(Extracted data entries)
★ ★ ★

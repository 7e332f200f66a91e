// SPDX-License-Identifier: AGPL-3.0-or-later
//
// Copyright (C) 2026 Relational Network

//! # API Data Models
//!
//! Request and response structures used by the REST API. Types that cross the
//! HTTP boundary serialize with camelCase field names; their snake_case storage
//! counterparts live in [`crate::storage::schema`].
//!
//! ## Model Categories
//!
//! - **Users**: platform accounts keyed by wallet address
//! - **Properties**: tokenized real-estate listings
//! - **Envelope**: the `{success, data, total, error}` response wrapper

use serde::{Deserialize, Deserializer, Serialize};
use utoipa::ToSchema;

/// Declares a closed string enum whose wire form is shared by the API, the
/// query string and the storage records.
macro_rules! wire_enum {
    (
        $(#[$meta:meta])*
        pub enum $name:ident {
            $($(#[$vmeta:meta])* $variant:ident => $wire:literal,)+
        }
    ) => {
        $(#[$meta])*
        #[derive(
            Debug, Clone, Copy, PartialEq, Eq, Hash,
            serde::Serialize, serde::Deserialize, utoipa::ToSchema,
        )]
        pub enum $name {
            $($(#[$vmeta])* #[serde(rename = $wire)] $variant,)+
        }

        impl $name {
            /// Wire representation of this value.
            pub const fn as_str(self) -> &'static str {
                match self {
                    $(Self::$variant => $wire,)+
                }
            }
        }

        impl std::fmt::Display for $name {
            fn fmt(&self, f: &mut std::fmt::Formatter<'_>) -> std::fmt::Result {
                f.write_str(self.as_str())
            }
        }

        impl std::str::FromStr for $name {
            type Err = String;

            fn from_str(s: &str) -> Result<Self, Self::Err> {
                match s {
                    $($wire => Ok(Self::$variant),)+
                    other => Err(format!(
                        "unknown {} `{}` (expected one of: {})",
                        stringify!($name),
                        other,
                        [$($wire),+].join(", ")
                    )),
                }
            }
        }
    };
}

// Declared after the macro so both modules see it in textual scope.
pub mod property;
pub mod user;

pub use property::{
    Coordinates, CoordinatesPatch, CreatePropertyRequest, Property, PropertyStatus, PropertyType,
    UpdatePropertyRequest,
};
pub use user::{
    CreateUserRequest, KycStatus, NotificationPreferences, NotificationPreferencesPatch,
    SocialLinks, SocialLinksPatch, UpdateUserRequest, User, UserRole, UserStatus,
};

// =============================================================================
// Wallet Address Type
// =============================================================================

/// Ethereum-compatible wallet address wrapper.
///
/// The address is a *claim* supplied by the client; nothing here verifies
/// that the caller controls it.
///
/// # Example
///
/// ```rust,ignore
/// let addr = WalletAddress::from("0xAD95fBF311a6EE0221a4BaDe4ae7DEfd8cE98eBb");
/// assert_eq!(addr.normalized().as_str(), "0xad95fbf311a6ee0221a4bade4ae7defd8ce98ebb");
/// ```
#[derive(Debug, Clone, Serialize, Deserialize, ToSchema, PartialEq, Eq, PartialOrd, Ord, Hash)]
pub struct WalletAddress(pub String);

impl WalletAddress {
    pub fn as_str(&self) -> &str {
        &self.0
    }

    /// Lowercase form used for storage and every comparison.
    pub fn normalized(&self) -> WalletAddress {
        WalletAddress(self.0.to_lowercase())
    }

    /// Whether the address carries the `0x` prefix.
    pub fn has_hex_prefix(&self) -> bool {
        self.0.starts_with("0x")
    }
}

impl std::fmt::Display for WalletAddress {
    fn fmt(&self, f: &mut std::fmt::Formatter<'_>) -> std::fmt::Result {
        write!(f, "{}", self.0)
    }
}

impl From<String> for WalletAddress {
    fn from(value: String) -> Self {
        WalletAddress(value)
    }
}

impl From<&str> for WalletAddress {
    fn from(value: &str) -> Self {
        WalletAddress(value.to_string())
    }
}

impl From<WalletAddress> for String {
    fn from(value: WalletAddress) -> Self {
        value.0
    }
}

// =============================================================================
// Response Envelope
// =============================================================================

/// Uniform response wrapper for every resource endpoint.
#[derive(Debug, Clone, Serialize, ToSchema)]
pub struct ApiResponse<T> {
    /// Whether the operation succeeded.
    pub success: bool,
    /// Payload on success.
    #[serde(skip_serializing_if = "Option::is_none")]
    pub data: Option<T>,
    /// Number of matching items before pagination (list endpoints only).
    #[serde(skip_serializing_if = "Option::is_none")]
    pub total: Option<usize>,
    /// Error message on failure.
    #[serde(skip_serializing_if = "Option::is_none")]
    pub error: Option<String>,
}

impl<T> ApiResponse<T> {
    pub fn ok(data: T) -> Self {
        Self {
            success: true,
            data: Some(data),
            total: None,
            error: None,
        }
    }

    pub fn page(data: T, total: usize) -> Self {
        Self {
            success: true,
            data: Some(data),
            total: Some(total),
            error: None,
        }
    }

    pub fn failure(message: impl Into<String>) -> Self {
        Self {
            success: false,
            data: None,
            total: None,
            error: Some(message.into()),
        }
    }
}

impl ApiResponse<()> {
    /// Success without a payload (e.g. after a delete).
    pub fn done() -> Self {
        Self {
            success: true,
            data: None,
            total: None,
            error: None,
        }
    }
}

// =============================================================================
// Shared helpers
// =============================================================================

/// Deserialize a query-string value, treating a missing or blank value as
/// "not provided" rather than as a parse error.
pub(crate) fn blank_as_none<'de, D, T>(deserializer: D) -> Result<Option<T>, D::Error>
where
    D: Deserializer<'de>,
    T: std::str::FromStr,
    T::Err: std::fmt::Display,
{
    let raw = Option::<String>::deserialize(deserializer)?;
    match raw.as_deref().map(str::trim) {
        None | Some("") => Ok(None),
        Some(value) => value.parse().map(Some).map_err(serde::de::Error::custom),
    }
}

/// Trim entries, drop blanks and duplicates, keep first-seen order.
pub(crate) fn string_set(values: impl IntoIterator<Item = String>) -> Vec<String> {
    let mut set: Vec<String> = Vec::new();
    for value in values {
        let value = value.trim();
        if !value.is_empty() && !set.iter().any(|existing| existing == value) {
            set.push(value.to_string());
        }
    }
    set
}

★ ★ ★

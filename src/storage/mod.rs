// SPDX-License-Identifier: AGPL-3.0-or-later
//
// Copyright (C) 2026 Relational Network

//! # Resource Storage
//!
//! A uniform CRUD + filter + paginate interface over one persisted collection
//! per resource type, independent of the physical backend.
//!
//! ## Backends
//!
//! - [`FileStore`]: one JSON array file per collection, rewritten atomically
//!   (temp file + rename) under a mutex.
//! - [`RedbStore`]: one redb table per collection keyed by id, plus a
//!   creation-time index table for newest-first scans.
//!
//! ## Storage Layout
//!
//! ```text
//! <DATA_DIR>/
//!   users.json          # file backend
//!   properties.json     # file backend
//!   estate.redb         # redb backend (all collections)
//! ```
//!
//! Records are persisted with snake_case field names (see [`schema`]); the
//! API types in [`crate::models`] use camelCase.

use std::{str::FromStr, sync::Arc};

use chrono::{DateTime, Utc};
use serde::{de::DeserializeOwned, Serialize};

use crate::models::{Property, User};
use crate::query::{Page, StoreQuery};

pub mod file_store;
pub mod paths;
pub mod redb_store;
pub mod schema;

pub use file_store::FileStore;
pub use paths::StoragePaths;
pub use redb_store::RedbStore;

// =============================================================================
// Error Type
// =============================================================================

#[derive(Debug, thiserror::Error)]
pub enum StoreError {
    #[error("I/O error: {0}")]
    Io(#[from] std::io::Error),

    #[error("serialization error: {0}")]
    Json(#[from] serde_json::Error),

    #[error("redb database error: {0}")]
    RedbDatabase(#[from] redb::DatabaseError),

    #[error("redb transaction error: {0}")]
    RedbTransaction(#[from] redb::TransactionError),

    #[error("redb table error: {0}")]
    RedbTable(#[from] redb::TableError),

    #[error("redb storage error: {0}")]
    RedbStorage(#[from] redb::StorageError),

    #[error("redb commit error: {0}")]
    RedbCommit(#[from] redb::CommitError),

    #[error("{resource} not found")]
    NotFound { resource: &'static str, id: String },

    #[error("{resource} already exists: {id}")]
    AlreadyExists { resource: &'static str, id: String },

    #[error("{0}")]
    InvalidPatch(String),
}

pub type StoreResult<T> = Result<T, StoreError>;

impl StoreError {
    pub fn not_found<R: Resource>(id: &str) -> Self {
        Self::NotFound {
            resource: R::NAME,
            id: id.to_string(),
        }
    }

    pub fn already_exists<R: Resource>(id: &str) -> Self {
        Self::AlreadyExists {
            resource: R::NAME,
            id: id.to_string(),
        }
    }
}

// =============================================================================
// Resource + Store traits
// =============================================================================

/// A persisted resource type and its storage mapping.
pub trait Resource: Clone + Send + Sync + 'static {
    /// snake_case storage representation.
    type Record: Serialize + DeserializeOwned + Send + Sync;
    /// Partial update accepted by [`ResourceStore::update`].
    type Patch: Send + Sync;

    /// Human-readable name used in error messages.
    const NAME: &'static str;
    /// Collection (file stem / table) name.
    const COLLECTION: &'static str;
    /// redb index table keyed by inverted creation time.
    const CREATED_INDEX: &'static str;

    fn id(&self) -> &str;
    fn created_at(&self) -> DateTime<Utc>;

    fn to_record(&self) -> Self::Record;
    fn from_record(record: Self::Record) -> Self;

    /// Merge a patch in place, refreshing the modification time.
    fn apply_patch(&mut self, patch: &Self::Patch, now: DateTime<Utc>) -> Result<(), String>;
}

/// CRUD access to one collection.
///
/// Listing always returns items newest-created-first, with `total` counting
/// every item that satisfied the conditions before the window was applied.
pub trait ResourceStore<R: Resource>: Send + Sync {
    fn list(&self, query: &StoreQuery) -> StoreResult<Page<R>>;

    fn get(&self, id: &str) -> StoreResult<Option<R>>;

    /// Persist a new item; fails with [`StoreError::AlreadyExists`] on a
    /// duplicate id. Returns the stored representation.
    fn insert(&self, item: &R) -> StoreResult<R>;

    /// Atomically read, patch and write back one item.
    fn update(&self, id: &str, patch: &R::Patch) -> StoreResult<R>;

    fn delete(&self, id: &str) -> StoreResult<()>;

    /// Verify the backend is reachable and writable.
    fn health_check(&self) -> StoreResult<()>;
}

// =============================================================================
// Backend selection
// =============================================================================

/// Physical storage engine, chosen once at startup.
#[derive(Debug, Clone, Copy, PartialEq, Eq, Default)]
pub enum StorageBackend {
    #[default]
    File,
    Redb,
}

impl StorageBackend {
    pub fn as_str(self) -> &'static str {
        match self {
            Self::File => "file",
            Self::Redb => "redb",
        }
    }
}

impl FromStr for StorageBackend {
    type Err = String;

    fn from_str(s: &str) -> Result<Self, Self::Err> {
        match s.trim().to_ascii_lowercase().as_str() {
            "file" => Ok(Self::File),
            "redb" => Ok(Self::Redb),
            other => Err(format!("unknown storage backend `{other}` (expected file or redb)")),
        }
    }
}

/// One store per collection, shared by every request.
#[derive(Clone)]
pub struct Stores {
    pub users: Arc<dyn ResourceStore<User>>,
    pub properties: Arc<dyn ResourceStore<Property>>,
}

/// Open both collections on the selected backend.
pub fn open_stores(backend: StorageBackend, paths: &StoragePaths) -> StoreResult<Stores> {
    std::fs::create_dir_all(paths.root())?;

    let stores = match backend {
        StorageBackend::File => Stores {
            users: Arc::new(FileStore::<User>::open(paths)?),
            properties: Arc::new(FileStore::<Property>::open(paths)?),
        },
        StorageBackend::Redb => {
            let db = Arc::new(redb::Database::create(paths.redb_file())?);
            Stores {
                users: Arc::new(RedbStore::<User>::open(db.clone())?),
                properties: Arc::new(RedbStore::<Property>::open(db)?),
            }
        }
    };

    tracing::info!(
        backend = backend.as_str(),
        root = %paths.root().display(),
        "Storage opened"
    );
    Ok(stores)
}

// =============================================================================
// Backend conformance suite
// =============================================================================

★ ★ ★

__Instructions to follow__
Across the entries, how many lines contain "Whether"? Reply with the number only.

__Solution__
2